Beck E
Department of Neuropathology, Institute of Psychiatry, London, Great Britain.
Acta Neuropathol. 1988;76(3):295-305. doi: 10.1007/BF00687779.
Fourteen BD IX rats were inoculated intracerebrally with a homogenate prepared from the immature cerebellar cortex of 10-day-old rats, when synaptogenesis is at its peak in this species. Eight controls were inoculated with mature cerebellar cortex. Transient ultrastructural changes were observed between 2 and 23 weeks' incubation in those animals which had received an inoculum of immature cerebellum. These changes pointed to a re-activation of embryonic or neo-natal growth mechanisms and were identical to those occurring in kuru-inoculated spider monkeys. With longer incubation histopathological lesions such as intracytoplasmic vacuolation, chromatolysis and neuronophagia appeared in neurons of the brain stem reticular formation.
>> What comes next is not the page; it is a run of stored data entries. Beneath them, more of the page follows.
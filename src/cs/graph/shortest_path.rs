//! Result vocabulary shared by the shortest-path algorithms.
//!
//! Distances are a sum type instead of float infinities: a vertex is either
//! reached with a finite cost, not reachable at all, or reachable only
//! through a negative cycle (cost unbounded below).

use std::collections::HashMap;
use std::fmt::{self, Debug, Display};
use std::hash::Hash;

use crate::cs::error::{Error, Result};

/// Shortest known distance between two vertices.
#[derive(Debug, Clone, Copy, PartialEq, Eq)]
pub enum Distance<W> {
    Finite(W),
    Unreachable,
    /// The path can be made arbitrarily cheap by looping a negative cycle.
    NegativeCycle,
}

impl<W: Copy> Distance<W> {
    /// The finite cost, if any.
    pub fn finite(&self) -> Option<W> {
        match *self {
            Distance::Finite(w) => Some(w),
            _ => None,
        }
    }

    pub fn is_finite(&self) -> bool {
        matches!(self, Distance::Finite(_))
    }

    /// `true` for every distance except [`Distance::Unreachable`].
    pub fn is_reachable(&self) -> bool {
        !matches!(self, Distance::Unreachable)
    }
}

impl<W: Display> Display for Distance<W> {
    fn fmt(&self, f: &mut fmt::Formatter<'_>) -> fmt::Result {
        // pad() so that width/alignment flags apply to every variant
        match self {
            Distance::Finite(w) => f.pad(&w.to_string()),
            Distance::Unreachable => f.pad("inf"),
            Distance::NegativeCycle => f.pad("-inf"),
        }
    }
}

/// One line of shortest-path output: distance and reconstructed path
/// between a source and a target.
///
/// Renders as `From <src> to <dst>: [<dist>] [<path>]`, where the path is
/// `a -> b -> c`, `unreachable`, or `negative cycle`.
#[derive(Debug, Clone, PartialEq)]
pub struct PathReport<V, W> {
    pub source: V,
    pub target: V,
    pub distance: Distance<W>,
    /// Present exactly when `distance` is finite.
    pub path: Option<Vec<V>>,
}

impl<V: Display, W: Display> Display for PathReport<V, W> {
    fn fmt(&self, f: &mut fmt::Formatter<'_>) -> fmt::Result {
        write!(
            f,
            "From {} to {}: [{:>4}] ",
            self.source, self.target, self.distance
        )?;
        match (&self.distance, &self.path) {
            (Distance::Unreachable, _) => write!(f, "[unreachable]"),
            (Distance::NegativeCycle, _) => write!(f, "[negative cycle]"),
            (Distance::Finite(_), Some(path)) => {
                write!(f, "[")?;
                for (i, v) in path.iter().enumerate() {
                    if i > 0 {
                        write!(f, " -> ")?;
                    }
                    write!(f, "{}", v)?;
                }
                write!(f, "]")
            }
            (Distance::Finite(_), None) => write!(f, "[]"),
        }
    }
}

/// Single-source shortest paths: a distance and a predecessor per vertex.
#[derive(Debug, Clone)]
pub struct ShortestPathTree<V, W> {
    source: V,
    order: Vec<V>,
    distances: HashMap<V, Distance<W>>,
    parents: HashMap<V, V>,
}

impl<V, W> ShortestPathTree<V, W>
where
    V: Hash + Eq + Copy + Debug,
    W: Copy + Debug,
{
    /// `order` fixes the vertex set and the order used by
    /// [`ShortestPathTree::reports`]. Vertices missing from `distances` are
    /// treated as unreachable; entries for vertices outside `order` are
    /// dropped.
    pub(crate) fn from_parts(
        source: V,
        order: Vec<V>,
        distances: HashMap<V, Distance<W>>,
        parents: HashMap<V, V>,
    ) -> Self {
        let distances = order
            .iter()
            .map(|v| {
                let d = distances.get(v).copied().unwrap_or(Distance::Unreachable);
                (*v, d)
            })
            .collect();
        Self {
            source,
            order,
            distances,
            parents,
        }
    }

    pub fn source(&self) -> V {
        self.source
    }

    /// Vertices in report order.
    pub fn vertices(&self) -> &[V] {
        &self.order
    }

    pub fn distance(&self, target: &V) -> Result<Distance<W>> {
        self.distances
            .get(target)
            .copied()
            .ok_or(Error::VertexNotFound)
    }

    /// Immediate predecessor of `target` on its shortest path, if any.
    pub fn parent(&self, target: &V) -> Option<V> {
        self.parents.get(target).copied()
    }

    /// Rebuilds the path `source -> ... -> target` by walking parents
    /// backward. `None` unless the distance is finite.
    pub fn path_to(&self, target: &V) -> Result<Option<Vec<V>>> {
        if !self.distance(target)?.is_finite() {
            return Ok(None);
        }
        let mut path = vec![*target];
        let mut at = *target;
        while at != self.source {
            // a finite distance always has an acyclic parent chain
            if path.len() > self.order.len() {
                return Err(Error::NegativeCycle);
            }
            at = *self.parents.get(&at).ok_or(Error::VertexNotFound)?;
            path.push(at);
        }
        path.reverse();
        Ok(Some(path))
    }

    pub fn report(&self, target: &V) -> Result<PathReport<V, W>> {
        Ok(PathReport {
            source: self.source,
            target: *target,
            distance: self.distance(target)?,
            path: self.path_to(target)?,
        })
    }

    /// Reports for every vertex, in vertex order.
    pub fn reports(&self) -> Result<Vec<PathReport<V, W>>> {
        self.order.iter().map(|v| self.report(v)).collect()
    }
}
Such features are common in all the spongiform encephalopathies. All controls were negative. It is suggested that the transmissible agent in these diseases might be the factor which influences the various stages of normal neuronal maturation. A hypothesis is developed which would reconcile the "infectious" character of these diseases with a genetic factor and explain the "unconventional" behaviour of the agent as well as the mode of its transmission.